Paul, Pierre et Jacques, dans leurs lettres, insistent d’abord sur une soumission
mutuelle, de tous envers tous, dans l’amour et le service fraternel : « Que
tout chez vous se passe dans l’amour » (1Co 16,14). Cette
attitude concerne chacun et chacune dans la communauté : « Par respect
pour le Christ, soyez soumis les uns aux autres » dit le début de
notre seconde lecture (Ep 5,21).
Cette soumission généralisée dans l’amour et le service qui doit s’étendre
à tous les rapports sociaux, a pour modèle la relation de l’Eglise au Christ,
se plaçant sous lui comme le corps sous la tête, afin de lui être unie
en une seule personne (le « Christ total » de saint Augustin, tête et corps).

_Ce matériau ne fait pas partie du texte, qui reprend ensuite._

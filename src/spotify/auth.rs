use reqwest::Url;
use tracing::{debug, instrument};

use crate::{
    config::{Config, SPOTIFY_SCOPE},
    error::ApiError,
    spotify::client::{SpotifyClient, parse_json},
    types::{Credential, TokenResponse},
};

/// Builds the URL the user agent is sent to for granting access.
///
/// The query carries the client id, `response_type=code`, the registered
/// redirect URI, the fixed scope set and the anti-forgery `state` value that
/// the callback must echo back.
pub fn authorize_url(config: &Config, state: &str) -> Result<String, ApiError> {
    let url = Url::parse_with_params(
        &config.auth_url,
        &[
            ("response_type", "code"),
            ("client_id", config.client_id.as_str()),
            ("scope", SPOTIFY_SCOPE),
            ("redirect_uri", config.redirect_uri.as_str()),
            ("state", state),
        ],
    )
    .map_err(|e| ApiError::Malformed(format!("authorization url: {e}")))?;

    Ok(url.into())
}

/// Exchanges a one-time authorization code for an access token.
///
/// The client credentials are sent with HTTP Basic authentication and the
/// form carries `grant_type=authorization_code`, the code and the redirect
/// URI used when the code was issued. A successful response without an
/// `access_token` is reported as [`ApiError::Malformed`].
#[instrument(skip_all)]
pub async fn exchange_code(client: &SpotifyClient, code: &str) -> Result<Credential, ApiError> {
    let config = client.config();
    debug!(url = %config.token_url, "exchanging authorization code");

    let response = client
        .http()
        .post(&config.token_url)
        .basic_auth(&config.client_id, Some(&config.client_secret))
        .form(&[
            ("grant_type", "authorization_code"),
            ("code", code),
            ("redirect_uri", config.redirect_uri.as_str()),
        ])
        .send()
        .await?;

    let token: TokenResponse = parse_json(response).await?;

    match token.access_token {
        Some(access_token) if !access_token.is_empty() => {
            debug!(scope = ?token.scope, expires_in = ?token.expires_in, "token issued");
            Ok(Credential::new(access_token))
        }
        _ => Err(ApiError::Malformed(
            "token response has no access_token".to_string(),
        )),
    }
}
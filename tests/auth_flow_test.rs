//! Login state machine tests against a mock accounts service.

mod common;

use std::sync::Arc;

use common::*;
use serde_json::json;
use syncliked::{
    Error,
    management::{AuthFlow, AuthState, CallbackQuery, MemoryTokenStore, TokenStore},
    types::Credential,
};
use wiremock::matchers::{body_string_contains, header, method, path};
use wiremock::{Mock, MockServer, ResponseTemplate};

const BASIC_AUTH: &str = "Basic Y2xpZW50LWlkOmNsaWVudC1zZWNyZXQ=";

async fn mount_token_endpoint(server: &MockServer, response: ResponseTemplate, expected: u64) {
    Mock::given(method("POST"))
        .and(path("/api/token"))
        .and(header("authorization", BASIC_AUTH))
        .and(body_string_contains("grant_type=authorization_code"))
        .respond_with(response)
        .expect(expected)
        .mount(server)
        .await;
}

fn token_ok() -> ResponseTemplate {
    ResponseTemplate::new(200).set_body_json(json!({
        "access_token": "fresh-token",
        "token_type": "Bearer",
        "scope": "user-library-read playlist-modify-private playlist-modify-public",
        "expires_in": 3600
    }))
}

/// Extracts the `state` parameter from an authorize URL.
fn state_of(url: &str) -> String {
    reqwest::Url::parse(url)
        .unwrap()
        .query_pairs()
        .find(|(k, _)| k == "state")
        .map(|(_, v)| v.into_owned())
        .unwrap()
}

fn callback(code: &str, state: &str) -> CallbackQuery {
    CallbackQuery {
        code: Some(code.to_string()),
        state: Some(state.to_string()),
        error: None,
    }
}

#[tokio::test]
async fn test_complete_login_stores_credential() {
    let server = MockServer::start().await;
    Mock::given(method("POST"))
        .and(path("/api/token"))
        .and(header("authorization", BASIC_AUTH))
        .and(body_string_contains("grant_type=authorization_code"))
        .and(body_string_contains("code=one-time-code"))
        .and(body_string_contains("redirect_uri="))
        .respond_with(token_ok())
        .expect(1)
        .mount(&server)
        .await;

    let store = Arc::new(MemoryTokenStore::new());
    let flow = AuthFlow::new(mock_client(&server), store.clone());

    let credential = flow.complete_login("one-time-code").await.unwrap();
    assert_eq!(credential.as_str(), "fresh-token");
    assert_eq!(store.load().await.unwrap(), Some(Credential::new("fresh-token")));
    assert_eq!(flow.state().await.unwrap(), AuthState::LoggedIn);
}

#[tokio::test]
async fn test_failed_exchange_leaves_store_unchanged() {
    let server = MockServer::start().await;
    mount_token_endpoint(
        &server,
        ResponseTemplate::new(400).set_body_json(json!({ "error": "invalid_grant" })),
        1,
    )
    .await;

    let store = Arc::new(MemoryTokenStore::with_credential(Credential::new("old-token")));
    let flow = AuthFlow::new(mock_client(&server), store.clone());

    let err = flow.complete_login("expired-code").await.unwrap_err();
    assert!(matches!(err, Error::AuthExchange(_)));
    assert_eq!(store.load().await.unwrap(), Some(Credential::new("old-token")));
}

#[tokio::test]
async fn test_token_response_without_access_token_is_rejected() {
    let server = MockServer::start().await;
    mount_token_endpoint(
        &server,
        ResponseTemplate::new(200).set_body_json(json!({ "token_type": "Bearer" })),
        1,
    )
    .await;

    let store = Arc::new(MemoryTokenStore::new());
    let flow = AuthFlow::new(mock_client(&server), store.clone());

    let err = flow.complete_login("code").await.unwrap_err();
    assert!(err.to_string().contains("access_token"), "{err}");
    assert!(store.load().await.unwrap().is_none());
    assert_eq!(flow.state().await.unwrap(), AuthState::LoggedOut);
}

#[tokio::test]
async fn test_begin_login_moves_to_pending_callback() {
    let server = MockServer::start().await;
    let flow = AuthFlow::new(mock_client(&server), Arc::new(MemoryTokenStore::new()));

    assert_eq!(flow.state().await.unwrap(), AuthState::LoggedOut);
    let url = flow.begin_login().await.unwrap();

    assert!(url.starts_with(&format!("{}/authorize?", server.uri())));
    assert!(url.contains("response_type=code"));
    assert!(url.contains("client_id=client-id"));
    assert!(!url.contains("client-secret"));
    assert_eq!(flow.state().await.unwrap(), AuthState::PendingCallback);
}

#[tokio::test]
async fn test_resume_twice_exchanges_code_once() {
    let server = MockServer::start().await;
    mount_token_endpoint(&server, token_ok(), 1).await;

    let flow = AuthFlow::new(mock_client(&server), Arc::new(MemoryTokenStore::new()));
    let url = flow.begin_login().await.unwrap();
    let mut query = callback("one-time-code", &state_of(&url));

    assert_eq!(flow.resume(&mut query).await.unwrap(), AuthState::LoggedIn);
    assert!(query.code.is_none());
    assert_eq!(flow.resume(&mut query).await.unwrap(), AuthState::LoggedIn);
}

#[tokio::test]
async fn test_resume_after_failed_exchange_does_not_retry() {
    let server = MockServer::start().await;
    mount_token_endpoint(&server, ResponseTemplate::new(400), 1).await;

    let flow = AuthFlow::new(mock_client(&server), Arc::new(MemoryTokenStore::new()));
    let url = flow.begin_login().await.unwrap();
    let mut query = callback("one-time-code", &state_of(&url));

    assert!(matches!(
        flow.resume(&mut query).await,
        Err(Error::AuthExchange(_))
    ));
    assert_eq!(flow.resume(&mut query).await.unwrap(), AuthState::LoggedOut);
    assert_eq!(flow.resume(&mut query).await.unwrap(), AuthState::LoggedOut);
}

#[tokio::test]
async fn test_resume_without_code_is_a_no_op() {
    let server = MockServer::start().await;
    mount_token_endpoint(&server, token_ok(), 0).await;

    let flow = AuthFlow::new(mock_client(&server), Arc::new(MemoryTokenStore::new()));
    let mut query = CallbackQuery::default();

    assert_eq!(flow.resume(&mut query).await.unwrap(), AuthState::LoggedOut);
    assert_eq!(flow.resume(&mut query).await.unwrap(), AuthState::LoggedOut);
}

#[tokio::test]
async fn test_resume_when_logged_in_ignores_code() {
    let server = MockServer::start().await;
    mount_token_endpoint(&server, token_ok(), 0).await;

    let store = Arc::new(MemoryTokenStore::with_credential(Credential::new("stored")));
    let flow = AuthFlow::new(mock_client(&server), store.clone());
    let mut query = callback("stale-code", "whatever");

    assert_eq!(flow.resume(&mut query).await.unwrap(), AuthState::LoggedIn);
    assert_eq!(store.load().await.unwrap(), Some(Credential::new("stored")));
}

#[tokio::test]
async fn test_resume_rejects_forged_state() {
    let server = MockServer::start().await;
    mount_token_endpoint(&server, token_ok(), 0).await;

    let flow = AuthFlow::new(mock_client(&server), Arc::new(MemoryTokenStore::new()));
    flow.begin_login().await.unwrap();
    let mut query = callback("one-time-code", "forged");

    assert!(matches!(
        flow.resume(&mut query).await,
        Err(Error::AuthExchange(_))
    ));
    assert_eq!(flow.state().await.unwrap(), AuthState::LoggedOut);
}

#[tokio::test]
async fn test_resume_reports_denied_authorization() {
    let server = MockServer::start().await;
    mount_token_endpoint(&server, token_ok(), 0).await;

    let flow = AuthFlow::new(mock_client(&server), Arc::new(MemoryTokenStore::new()));
    flow.begin_login().await.unwrap();
    let mut query = CallbackQuery {
        code: None,
        state: None,
        error: Some("access_denied".to_string()),
    };

    let err = flow.resume(&mut query).await.unwrap_err();
    assert!(err.to_string().contains("access_denied"), "{err}");
    assert_eq!(flow.state().await.unwrap(), AuthState::LoggedOut);
}

#[tokio::test]
async fn test_logout_is_idempotent() {
    let server = MockServer::start().await;
    let store = Arc::new(MemoryTokenStore::with_credential(Credential::new("stored")));
    let flow = AuthFlow::new(mock_client(&server), store.clone());

    flow.logout().await.unwrap();
    flow.logout().await.unwrap();

    assert!(store.load().await.unwrap().is_none());
    assert_eq!(flow.state().await.unwrap(), AuthState::LoggedOut);
}
//! Error types for syncliked.
//!
//! Every remote step of a transfer has its own variant so the caller can tell
//! exactly which stage failed. The underlying HTTP cause is kept as an
//! [`ApiError`] source.

use reqwest::StatusCode;
use thiserror::Error;

/// Failure of a single call against the Spotify accounts or Web API.
#[derive(Debug, Error)]
pub enum ApiError {
    /// Connection, TLS, timeout or body decoding failure.
    #[error("transport error: {0}")]
    Transport(#[from] reqwest::Error),

    /// The remote answered with a non-success status code.
    #[error("unexpected status {status}: {body}")]
    Status { status: StatusCode, body: String },

    /// The response was successful but lacked a required field.
    #[error("malformed response: {0}")]
    Malformed(String),
}

impl ApiError {
    /// Whether the remote rejected the bearer credential.
    pub fn is_unauthorized(&self) -> bool {
        matches!(self, ApiError::Status { status, .. } if *status == StatusCode::UNAUTHORIZED)
    }
}

/// The unified error type for syncliked operations.
#[derive(Debug, Error)]
pub enum Error {
    /// The authorization code could not be exchanged for an access token.
    #[error("failed to exchange authorization code: {0}")]
    AuthExchange(#[source] ApiError),

    /// An operation needed a stored credential and none was present.
    #[error("not authenticated")]
    NotAuthenticated,

    #[error("failed to get user information")]
    UserLookup(#[source] ApiError),

    #[error("failed to create playlist")]
    PlaylistCreate(#[source] ApiError),

    /// A liked-tracks page could not be fetched. No partial result is kept.
    #[error("failed to fetch liked songs")]
    CatalogFetch {
        offset: usize,
        #[source]
        source: ApiError,
    },

    /// A batch append failed. `written` tracks from earlier batches remain
    /// in the playlist.
    #[error("failed to add songs to playlist")]
    PlaylistWrite {
        batch: usize,
        written: usize,
        #[source]
        source: ApiError,
    },

    #[error("invalid transfer request: {0}")]
    InvalidRequest(String),

    #[error("transfer cancelled")]
    Cancelled,

    #[error("configuration error: {0}")]
    Config(String),

    #[error("token store error: {0}")]
    TokenStore(String),
}

impl Error {
    /// Returns the remote cause, if this error came from an API call.
    pub fn api_source(&self) -> Option<&ApiError> {
        match self {
            Error::AuthExchange(source)
            | Error::UserLookup(source)
            | Error::PlaylistCreate(source)
            | Error::CatalogFetch { source, .. }
            | Error::PlaylistWrite { source, .. } => Some(source),
            _ => None,
        }
    }

    /// Whether the failure was the remote rejecting the stored credential.
    pub fn is_unauthorized(&self) -> bool {
        self.api_source().is_some_and(ApiError::is_unauthorized)
    }
}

Rien à voir avec la soumission servile et humiliante des esclaves devant les
tyrans !
Même si le mot de soumission a très mauvaise presse aujourd’hui
dans notre société individualiste qui revendique l’autodétermination, l’indépendance
vis-à-vis de toute autorité et l’égalité même si elle n’est que de façade et qu’en
fait ce sont les rapports de force et de domination qui prévalent dans les
rapports économiques et sociaux – et même si le terme soumission donne
des boutons à certains catholiques marqués par l’esprit de mai 68, il me paraît
indispensable de bien expliquer ce mot dans son acception évangélique et lui
redonner ses lettres de noblesse.
=>Est-ce que les vœux d’obéissance prononcés et pratiqués par d’innombrables
religieux, prêtres, moines et moniales au cours des siècles passés, n’auraient
aucune valeur et ne seraient que des outils de manipulation perverse des
consciences ?
=>Est-ce que la soumission d’amour de ces mamans (encore des femmes !
mais il y a aussi parfois des papas maintenant) qui acceptent d’organiser leur
emploi du temps en fonction des besoins de leur bébé, leurs enfants, et souvent
de ‘sacrifier’ des loisirs ou d’autres activités gratifiantes pour le bien-être
de ceux qu’elles aiment – est-ce que cette ‘soumission’ volontaire ne serait qu’un
esclavage insupportable ? (Pensons aussi aux grand-parents, aux
éducateurs, aidants proches…)
=>On peut citer dans ce registre tous ceux et celles qui dans un cadre
familial, professionnel ou de bénévolat, se sous-mettent à des
obligations, des contraintes en vue d’un service pour le bien-être et le
bonheur d’autres que leur seule personne, pour une harmonie et un progrès
collectif : sont-ils des fous ? des malades ?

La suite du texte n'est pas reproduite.